**** DATA UNDER STUDY ****

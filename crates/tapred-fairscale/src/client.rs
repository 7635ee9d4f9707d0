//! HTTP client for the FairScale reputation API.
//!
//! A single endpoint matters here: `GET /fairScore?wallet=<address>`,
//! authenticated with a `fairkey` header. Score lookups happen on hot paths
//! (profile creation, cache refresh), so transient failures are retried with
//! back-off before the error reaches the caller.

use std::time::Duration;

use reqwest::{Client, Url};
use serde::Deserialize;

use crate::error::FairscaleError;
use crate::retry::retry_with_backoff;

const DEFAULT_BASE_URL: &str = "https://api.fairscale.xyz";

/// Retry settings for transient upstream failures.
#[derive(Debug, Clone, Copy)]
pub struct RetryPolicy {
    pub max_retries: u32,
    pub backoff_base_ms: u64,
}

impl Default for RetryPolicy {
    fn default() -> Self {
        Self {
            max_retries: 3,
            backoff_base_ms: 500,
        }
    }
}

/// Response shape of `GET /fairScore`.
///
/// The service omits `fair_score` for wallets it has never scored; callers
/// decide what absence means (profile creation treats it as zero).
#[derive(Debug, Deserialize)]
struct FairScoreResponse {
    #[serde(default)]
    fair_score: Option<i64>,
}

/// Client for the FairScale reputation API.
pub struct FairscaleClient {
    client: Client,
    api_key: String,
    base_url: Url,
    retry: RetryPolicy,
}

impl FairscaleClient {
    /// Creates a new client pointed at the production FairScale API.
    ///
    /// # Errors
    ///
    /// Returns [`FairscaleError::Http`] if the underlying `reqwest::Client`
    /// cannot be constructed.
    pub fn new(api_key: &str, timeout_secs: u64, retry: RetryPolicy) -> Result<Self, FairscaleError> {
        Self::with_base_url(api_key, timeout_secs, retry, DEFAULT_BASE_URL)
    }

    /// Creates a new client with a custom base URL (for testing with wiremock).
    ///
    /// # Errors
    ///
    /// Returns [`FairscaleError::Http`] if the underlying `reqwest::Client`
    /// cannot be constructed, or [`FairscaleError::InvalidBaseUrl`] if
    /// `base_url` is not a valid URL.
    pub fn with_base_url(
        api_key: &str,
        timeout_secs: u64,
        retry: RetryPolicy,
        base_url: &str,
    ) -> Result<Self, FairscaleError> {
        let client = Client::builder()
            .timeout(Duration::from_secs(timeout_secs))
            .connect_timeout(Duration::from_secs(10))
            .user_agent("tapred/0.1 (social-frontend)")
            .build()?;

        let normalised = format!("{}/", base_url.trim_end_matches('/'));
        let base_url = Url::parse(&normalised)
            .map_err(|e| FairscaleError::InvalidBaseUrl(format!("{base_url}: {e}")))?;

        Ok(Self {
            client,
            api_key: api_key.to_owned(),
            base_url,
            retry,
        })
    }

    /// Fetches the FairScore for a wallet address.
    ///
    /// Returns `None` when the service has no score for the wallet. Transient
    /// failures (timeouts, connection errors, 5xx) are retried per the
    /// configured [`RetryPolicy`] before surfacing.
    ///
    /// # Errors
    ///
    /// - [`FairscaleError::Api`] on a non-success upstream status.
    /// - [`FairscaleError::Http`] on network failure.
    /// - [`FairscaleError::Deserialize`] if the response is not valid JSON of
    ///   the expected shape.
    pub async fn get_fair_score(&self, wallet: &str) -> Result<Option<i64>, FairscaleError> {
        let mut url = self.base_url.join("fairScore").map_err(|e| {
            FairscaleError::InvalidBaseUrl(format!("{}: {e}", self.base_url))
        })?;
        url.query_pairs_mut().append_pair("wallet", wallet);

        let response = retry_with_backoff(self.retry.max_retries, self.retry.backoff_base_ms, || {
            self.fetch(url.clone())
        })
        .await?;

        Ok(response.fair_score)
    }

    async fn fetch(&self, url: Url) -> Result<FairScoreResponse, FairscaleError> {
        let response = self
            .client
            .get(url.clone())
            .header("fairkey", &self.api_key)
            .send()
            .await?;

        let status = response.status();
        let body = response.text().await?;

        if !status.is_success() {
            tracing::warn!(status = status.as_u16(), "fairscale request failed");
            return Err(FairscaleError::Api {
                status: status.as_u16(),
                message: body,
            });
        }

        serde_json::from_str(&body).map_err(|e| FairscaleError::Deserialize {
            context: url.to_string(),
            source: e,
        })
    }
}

****
**** DATA UNDER STUDY ****

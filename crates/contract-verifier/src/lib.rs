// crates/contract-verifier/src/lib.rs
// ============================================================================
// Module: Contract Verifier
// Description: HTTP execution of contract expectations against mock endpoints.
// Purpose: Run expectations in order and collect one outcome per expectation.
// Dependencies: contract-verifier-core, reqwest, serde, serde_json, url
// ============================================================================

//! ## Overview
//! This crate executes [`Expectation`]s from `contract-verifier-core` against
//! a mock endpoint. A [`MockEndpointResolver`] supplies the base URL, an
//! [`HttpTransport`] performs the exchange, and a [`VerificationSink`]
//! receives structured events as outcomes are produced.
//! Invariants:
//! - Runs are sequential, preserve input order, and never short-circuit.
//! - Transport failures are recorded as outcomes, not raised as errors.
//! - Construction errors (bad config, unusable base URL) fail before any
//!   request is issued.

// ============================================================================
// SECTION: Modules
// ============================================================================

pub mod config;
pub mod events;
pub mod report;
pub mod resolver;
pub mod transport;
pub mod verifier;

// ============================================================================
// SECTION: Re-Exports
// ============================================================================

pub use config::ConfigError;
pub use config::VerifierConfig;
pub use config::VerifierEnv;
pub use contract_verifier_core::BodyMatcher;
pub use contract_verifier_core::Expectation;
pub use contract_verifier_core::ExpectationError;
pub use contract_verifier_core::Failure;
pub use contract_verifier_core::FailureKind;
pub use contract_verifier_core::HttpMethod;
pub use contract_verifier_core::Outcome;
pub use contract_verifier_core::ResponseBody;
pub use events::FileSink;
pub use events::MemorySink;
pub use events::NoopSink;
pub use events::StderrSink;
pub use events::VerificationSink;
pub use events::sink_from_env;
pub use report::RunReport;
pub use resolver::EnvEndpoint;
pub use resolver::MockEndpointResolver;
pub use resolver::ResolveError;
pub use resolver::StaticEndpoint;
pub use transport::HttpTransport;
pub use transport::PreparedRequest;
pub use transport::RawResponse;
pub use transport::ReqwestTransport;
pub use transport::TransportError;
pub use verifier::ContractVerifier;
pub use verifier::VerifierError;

****
**** DATA UNDER STUDY ****

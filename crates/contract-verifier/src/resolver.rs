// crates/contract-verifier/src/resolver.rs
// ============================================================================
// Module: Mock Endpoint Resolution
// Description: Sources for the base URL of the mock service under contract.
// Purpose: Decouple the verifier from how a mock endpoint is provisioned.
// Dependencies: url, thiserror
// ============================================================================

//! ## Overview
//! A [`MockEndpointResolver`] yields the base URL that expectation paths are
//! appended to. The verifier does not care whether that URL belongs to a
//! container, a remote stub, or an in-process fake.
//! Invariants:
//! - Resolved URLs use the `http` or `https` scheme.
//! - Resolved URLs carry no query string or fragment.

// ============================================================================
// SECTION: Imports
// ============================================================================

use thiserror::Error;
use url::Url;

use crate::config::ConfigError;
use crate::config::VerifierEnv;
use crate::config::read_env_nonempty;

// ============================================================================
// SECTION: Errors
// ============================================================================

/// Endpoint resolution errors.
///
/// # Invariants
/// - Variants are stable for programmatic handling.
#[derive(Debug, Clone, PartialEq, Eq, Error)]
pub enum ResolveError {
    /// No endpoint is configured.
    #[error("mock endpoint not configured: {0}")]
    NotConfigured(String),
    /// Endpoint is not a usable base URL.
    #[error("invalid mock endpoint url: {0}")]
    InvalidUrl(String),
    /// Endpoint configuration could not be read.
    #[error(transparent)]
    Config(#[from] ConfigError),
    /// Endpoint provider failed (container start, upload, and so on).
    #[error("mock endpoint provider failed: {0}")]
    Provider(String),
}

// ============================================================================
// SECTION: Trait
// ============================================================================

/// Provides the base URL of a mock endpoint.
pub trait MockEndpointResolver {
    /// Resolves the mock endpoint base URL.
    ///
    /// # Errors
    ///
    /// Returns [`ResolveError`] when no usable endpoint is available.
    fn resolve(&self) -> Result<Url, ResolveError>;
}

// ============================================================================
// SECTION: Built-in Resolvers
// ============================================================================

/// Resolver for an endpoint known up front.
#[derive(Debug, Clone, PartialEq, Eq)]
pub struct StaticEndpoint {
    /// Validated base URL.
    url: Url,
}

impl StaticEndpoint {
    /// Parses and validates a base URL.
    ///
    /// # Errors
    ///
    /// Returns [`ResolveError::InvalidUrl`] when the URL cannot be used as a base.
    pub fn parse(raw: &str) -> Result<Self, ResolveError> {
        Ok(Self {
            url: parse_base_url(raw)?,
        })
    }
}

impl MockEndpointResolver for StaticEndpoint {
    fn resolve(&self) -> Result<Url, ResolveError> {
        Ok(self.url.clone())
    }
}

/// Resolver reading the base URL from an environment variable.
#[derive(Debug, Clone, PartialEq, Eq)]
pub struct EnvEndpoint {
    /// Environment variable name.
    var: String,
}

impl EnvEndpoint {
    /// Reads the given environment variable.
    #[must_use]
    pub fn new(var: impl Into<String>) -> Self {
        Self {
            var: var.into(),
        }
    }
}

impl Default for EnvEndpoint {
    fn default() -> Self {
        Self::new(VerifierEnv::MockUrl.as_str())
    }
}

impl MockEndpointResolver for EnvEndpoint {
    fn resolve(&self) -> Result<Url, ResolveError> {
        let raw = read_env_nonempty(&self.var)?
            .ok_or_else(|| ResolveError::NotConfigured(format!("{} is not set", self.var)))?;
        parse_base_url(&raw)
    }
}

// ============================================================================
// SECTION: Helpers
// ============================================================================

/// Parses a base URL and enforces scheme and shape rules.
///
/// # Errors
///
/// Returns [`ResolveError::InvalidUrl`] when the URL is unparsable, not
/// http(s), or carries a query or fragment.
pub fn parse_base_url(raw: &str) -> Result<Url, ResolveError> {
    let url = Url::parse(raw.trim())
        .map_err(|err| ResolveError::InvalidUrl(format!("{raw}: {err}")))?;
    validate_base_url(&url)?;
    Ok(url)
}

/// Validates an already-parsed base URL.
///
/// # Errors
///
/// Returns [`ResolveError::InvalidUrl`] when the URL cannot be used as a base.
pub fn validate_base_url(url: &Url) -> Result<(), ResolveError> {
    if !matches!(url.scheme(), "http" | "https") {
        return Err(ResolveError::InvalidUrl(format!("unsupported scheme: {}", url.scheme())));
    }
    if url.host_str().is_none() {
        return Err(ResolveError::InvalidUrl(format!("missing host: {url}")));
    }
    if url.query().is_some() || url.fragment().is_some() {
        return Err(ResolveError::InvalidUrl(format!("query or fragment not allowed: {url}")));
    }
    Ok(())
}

****

▶ _BRIEF_
Check each line of the records for "FairscaleClient" and copy the ones that contain it.

▶ _EXPECTED ANSWER_
pub struct FairscaleClient {
impl FairscaleClient {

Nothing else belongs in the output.